» WHAT YOU ARE ASKED TO DO
Repeat exactly what appears from the opening line of the listing to the line with "let content = fs::read_to_string(path).map_err(|e|", inclusive.

» DATA PROVIDED
----------------------------------------

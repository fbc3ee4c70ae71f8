use crate::error::{credentials_error, AgendaResult};
use serde::Deserialize;
use std::fs;
use std::path::Path;

pub const DEFAULT_AUTH_URI: &str = "https://accounts.google.com/o/oauth2/v2/auth";
pub const DEFAULT_TOKEN_URI: &str = "https://oauth2.googleapis.com/token";

/// OAuth client registration from a Google client-secret file
#[derive(Debug, Clone, PartialEq, Eq, Deserialize)]
pub struct ClientCredentials {
    pub client_id: String,
    pub client_secret: String,
    #[serde(default = "default_auth_uri")]
    pub auth_uri: String,
    #[serde(default = "default_token_uri")]
    pub token_uri: String,
}

fn default_auth_uri() -> String {
    DEFAULT_AUTH_URI.to_string()
}

fn default_token_uri() -> String {
    DEFAULT_TOKEN_URI.to_string()
}

/// Client-secret files wrap the registration in `installed` or `web`
#[derive(Deserialize)]
struct CredentialsFile {
    installed: Option<ClientCredentials>,
    web: Option<ClientCredentials>,
}

/// Parse the contents of a client-secret file
pub fn parse_credentials(json: &str) -> AgendaResult<ClientCredentials> {
    let file: CredentialsFile = serde_json::from_str(json).map_err(|e| {
        credentials_error(&format!("Unable to parse client secret file to config: {}", e))
    })?;

    let credentials = file
        .installed
        .or(file.web)
        .ok_or_else(|| {
            credentials_error("Client secret file has no 'installed' or 'web' section")
        })?;

    if credentials.client_id.is_empty() || credentials.client_secret.is_empty() {
        return Err(credentials_error("Client secret file is missing client_id or client_secret"));
    }

    Ok(credentials)
}

/// Read and parse a client-secret file
pub fn load_credentials(path: &Path) -> AgendaResult<ClientCredentials> {
    let content = fs::read_to_string(path).map_err(|e| {
        credentials_error(&format!(
            "Unable to read client secret file {}: {}",
            path.display(),
            e
        ))
    })?;
    parse_credentials(&content)
}
mod client;
pub mod credentials;
pub mod models;
pub mod token;

pub use client::{EventQuery, EventSource, GoogleCalendarClient, DEFAULT_API_BASE};
pub use credentials::{load_credentials, ClientCredentials};
pub use models::{CalendarEvent, EventTime};
pub use token::{StoredToken, TokenManager};
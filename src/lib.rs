//! Office Copilot - Document Editing Copilot Core
//!
//! Turns a free-form request into a safely executed sequence of document
//! operations. It includes:
//! - Clarification of vague requests and template-based plan decomposition
//! - Risk previews and confirmation gating for risky steps
//! - A conversation phase machine per session
//! - Sequential plan execution with pause, resume, cancel and undo
//! - A read-result cache with write-driven invalidation
//!
//! The host supplies document access through `OperationExecutor` and user
//! prompts through `StepConfirmer` (both in `office_copilot_core`).

pub mod models;
pub mod services;
pub mod utils;

// Re-export the host contracts so embedders need a single dependency
pub use office_copilot_core::{
    ConfirmationRequest, CoreError, CoreResult, OperationArgs, OperationExecutor,
    OperationOutcome, RiskLevel, StepConfirmer, UndoAction, UndoHandle,
};

pub use models::plan::{Plan, PlanStatus, PlanStep, ResultKind, StepResult, StepStatus};
pub use models::session::{
    ClarificationAnswer, ClarificationOption, ClarificationQuestion, ConversationPhase,
    PhaseChange, QuestionType, Session,
};
pub use models::settings::CopilotConfig;
pub use services::{
    AgentReply, CopilotAgent, ExecutionControl, ExecutionMode, ExecutionObserver,
    ExecutionReport, PreviewGenerator, ToolResultCache, UndoReport,
};
pub use utils::error::{AppError, AppResult};
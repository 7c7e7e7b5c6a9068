//! Integration Tests Module
//!
//! End-to-end tests for Office Copilot against an in-memory fake document host.
//! Tests cover the request-to-execution scenarios, executor control (pause,
//! cancel, record-only, undo), and cache behavior through the agent.

// Scripted fake host shared by the tests
mod support;

// Request -> clarification -> plan -> execution scenarios
mod scenario_test;

// Executor control through the agent
mod execution_test;

// Cache properties and invalidation through the cached executor
mod cache_test;
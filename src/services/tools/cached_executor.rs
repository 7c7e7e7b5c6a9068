//! Cached Operation Executor
//!
//! Wraps a host `OperationExecutor` with the tool result cache. Reads are
//! served from the cache when fresh; writes always reach the host and then
//! invalidate, even when they fail (the document may be partially changed).

use std::sync::Arc;

use async_trait::async_trait;
use tracing::debug;

use office_copilot_core::{CoreResult, OperationArgs, OperationExecutor, OperationOutcome};

use super::result_cache::ToolResultCache;

pub struct CachedOperationExecutor {
    inner: Arc<dyn OperationExecutor>,
    cache: Arc<ToolResultCache>,
}

impl CachedOperationExecutor {
    pub fn new(inner: Arc<dyn OperationExecutor>, cache: Arc<ToolResultCache>) -> Self {
        Self { inner, cache }
    }

    pub fn cache(&self) -> &Arc<ToolResultCache> {
        &self.cache
    }
}

#[async_trait]
impl OperationExecutor for CachedOperationExecutor {
    async fn execute(&self, name: &str, args: &OperationArgs) -> CoreResult<OperationOutcome> {
        if let Some(cached) = self.cache.get(name, args) {
            return Ok(cached);
        }

        let result = self.inner.execute(name, args).await;

        if self.cache.is_invalidating(name) {
            let removed = self.cache.invalidate(name);
            debug!(operation = name, removed, "Write operation invalidated cached reads");
        } else if let Ok(outcome) = &result {
            // Failed reads are not worth remembering
            if outcome.success {
                self.cache.put(name, args, outcome);
            }
        }
        result
    }
}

----------------------------------------

» RESULT
repository fbc3ee4c70ae71f8
use crate::error::{credentials_error, AgendaResult};
use serde::Deserialize;
use std::fs;
use std::path::Path;

pub const DEFAULT_AUTH_URI: &str = "https://accounts.google.com/o/oauth2/v2/auth";
pub const DEFAULT_TOKEN_URI: &str = "https://oauth2.googleapis.com/token";

/// OAuth client registration from a Google client-secret file
#[derive(Debug, Clone, PartialEq, Eq, Deserialize)]
pub struct ClientCredentials {
    pub client_id: String,
    pub client_secret: String,
    #[serde(default = "default_auth_uri")]
    pub auth_uri: String,
    #[serde(default = "default_token_uri")]
    pub token_uri: String,
}

fn default_auth_uri() -> String {
    DEFAULT_AUTH_URI.to_string()
}

fn default_token_uri() -> String {
    DEFAULT_TOKEN_URI.to_string()
}

/// Client-secret files wrap the registration in `installed` or `web`
#[derive(Deserialize)]
struct CredentialsFile {
    installed: Option<ClientCredentials>,
    web: Option<ClientCredentials>,
}

/// Parse the contents of a client-secret file
pub fn parse_credentials(json: &str) -> AgendaResult<ClientCredentials> {
    let file: CredentialsFile = serde_json::from_str(json).map_err(|e| {
        credentials_error(&format!("Unable to parse client secret file to config: {}", e))
    })?;

    let credentials = file
        .installed
        .or(file.web)
        .ok_or_else(|| {
            credentials_error("Client secret file has no 'installed' or 'web' section")
        })?;

    if credentials.client_id.is_empty() || credentials.client_secret.is_empty() {
        return Err(credentials_error("Client secret file is missing client_id or client_secret"));
    }

    Ok(credentials)
}

/// Read and parse a client-secret file
pub fn load_credentials(path: &Path) -> AgendaResult<ClientCredentials> {
    let content = fs::read_to_string(path).map_err(|e| {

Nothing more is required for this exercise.